Ponjoan Anna, Garre-Olmo Josep, Blanch Jordi, Fages Ester, Alves-Cabratosa Lia, Martí-Lluch Ruth, Comas-Cufí Marc, Parramon Dídac, García-Gil María, Ramos Rafel
Vascular Health Research Group (ISV-Girona), Jordi Gol Institute for Primary Care Research (IDIAPJGol), Barcelona, Catalonia, Spain.
Universitat Autònoma de Barcelona , Bellaterra, Catalonia, Spain.
Clin Epidemiol. 2019 Jul 5;11:509-518. doi: 10.2147/CLEP.S206770. eCollection 2019.
Electronic health records (EHR) from primary care are emerging in Alzheimer's disease (AD) research, but their accuracy is a concern. We aimed to validate AD diagnoses from primary care using additional information provided by general practitioners (GPs), and a register of dementias.
This retrospective observational study obtained data from the System for the Development of Research in Primary Care (SIDIAP). Three algorithms combined International Statistical Classification of Diseases (ICD-10) and Anatomical Therapeutic Chemical codes to identify AD cases in SIDIAP. GPs evaluated dementia diagnoses by means of an online survey. We linked data from the Register of Dementias of Girona and from SIDIAP. We estimated the positive predictive value (PPV) and sensitivity and provided results stratified by age, sex and severity.

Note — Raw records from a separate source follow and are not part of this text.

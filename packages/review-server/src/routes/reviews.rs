use axum::extract::rejection::{JsonRejection, QueryRejection};
use axum::extract::{Query, State};
use axum::response::Response;
use axum::Json;
use chrono::Utc;
use serde::Deserialize;

use crate::response::{ok, AppError};
use crate::services::{self, ReviewRequest};
use crate::state::AppState;
use crate::store::DueQuery;

use super::{non_blank, require_user};

#[derive(Debug, Deserialize)]
#[serde(rename_all = "camelCase")]
pub struct DueParams {
    user_id: Option<String>,
    set_id: Option<String>,
    limit: Option<usize>,
}

pub async fn submit(
    State(state): State<AppState>,
    payload: Result<Json<ReviewRequest>, JsonRejection>,
) -> Result<Response, AppError> {
    let Json(request) = payload?;
    let outcome = services::submit_review(state.store(), state.sessions(), &request, Utc::now())?;
    Ok(ok(outcome))
}

pub async fn due(
    State(state): State<AppState>,
    params: Result<Query<DueParams>, QueryRejection>,
) -> Result<Response, AppError> {
    let Query(params) = params?;
    let query = DueQuery {
        user_id: require_user(params.user_id)?,
        set_id: non_blank(params.set_id),
        now: Utc::now(),
        limit: state.config().due_limit(params.limit),
    };

    let words = state.store().due(&query)?;
    Ok(ok(words))
}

Using survey data from the GPs, PPV of AD diagnosis was 89.8% (95% CI: 84.7-94.9). Using the dataset linkage, PPV was 74.8 (95% CI: 73.1-76.4) for algorithm A1 (AD diagnoses), and 72.3 (95% CI: 70.7-73.9) for algorithm A3 (diagnosed or treated patients without previous conditions); sensitivity was 71.4 (95% CI: 69.6-73.0) and 83.3 (95% CI: 81.8-84.6) for algorithms A1 (AD diagnoses) and A3, respectively. Stratified results did not differ by age, but PPV and sensitivity estimates decreased amongst men and severe patients, respectively.
PPV estimates differed depending on the gold standard. The development of algorithms integrating diagnoses and treatment of dementia improved the AD case ascertainment. PPV and sensitivity estimates were high and indicated that AD codes recorded in a large primary care database were sufficiently accurate for research purposes.
来自初级保健的电子健康记录(EHR)正在阿尔茨海默病(AD)研究中兴起,但其准确性令人担忧。我们旨在利用全科医生(GP)提供的额外信息以及痴呆症登记册来验证初级保健中的AD诊断。
这项回顾性观察研究从初级保健研究发展系统(SIDIAP)获取数据。三种算法结合了国际疾病分类(ICD - 10)和解剖治疗化学代码,以识别SIDIAP中的AD病例。全科医生通过在线调查评估痴呆症诊断。我们将来自赫罗纳痴呆症登记册和SIDIAP的数据进行了关联。我们估计了阳性预测值(PPV)和敏感性,并按年龄、性别和严重程度分层提供结果。
使用全科医生的调查数据,AD诊断的PPV为89.8%(95%置信区间:84.7 - 94.9)。使用数据集关联,算法A1(AD诊断)的PPV为74.8(95%置信区间:73.1 - 76.4),算法A3(无既往病史的已诊断或已治疗患者)的PPV为72.3(95%置信区间:70.7 - 73.9);算法A1(AD诊断)和A3的敏感性分别为71.4(95%置信区间:69.6 - 73.0)和83.3(95%置信区间:81.8 - 84.6)。分层结果在年龄方面没有差异,但PPV和敏感性估计值在男性和重症患者中分别降低。
PPV估计值因金标准而异。整合痴呆症诊断和治疗的算法的开发改善了AD病例的确定。PPV和敏感性估计值较高,表明在大型初级保健数据库中记录的AD代码对于研究目的来说足够准确。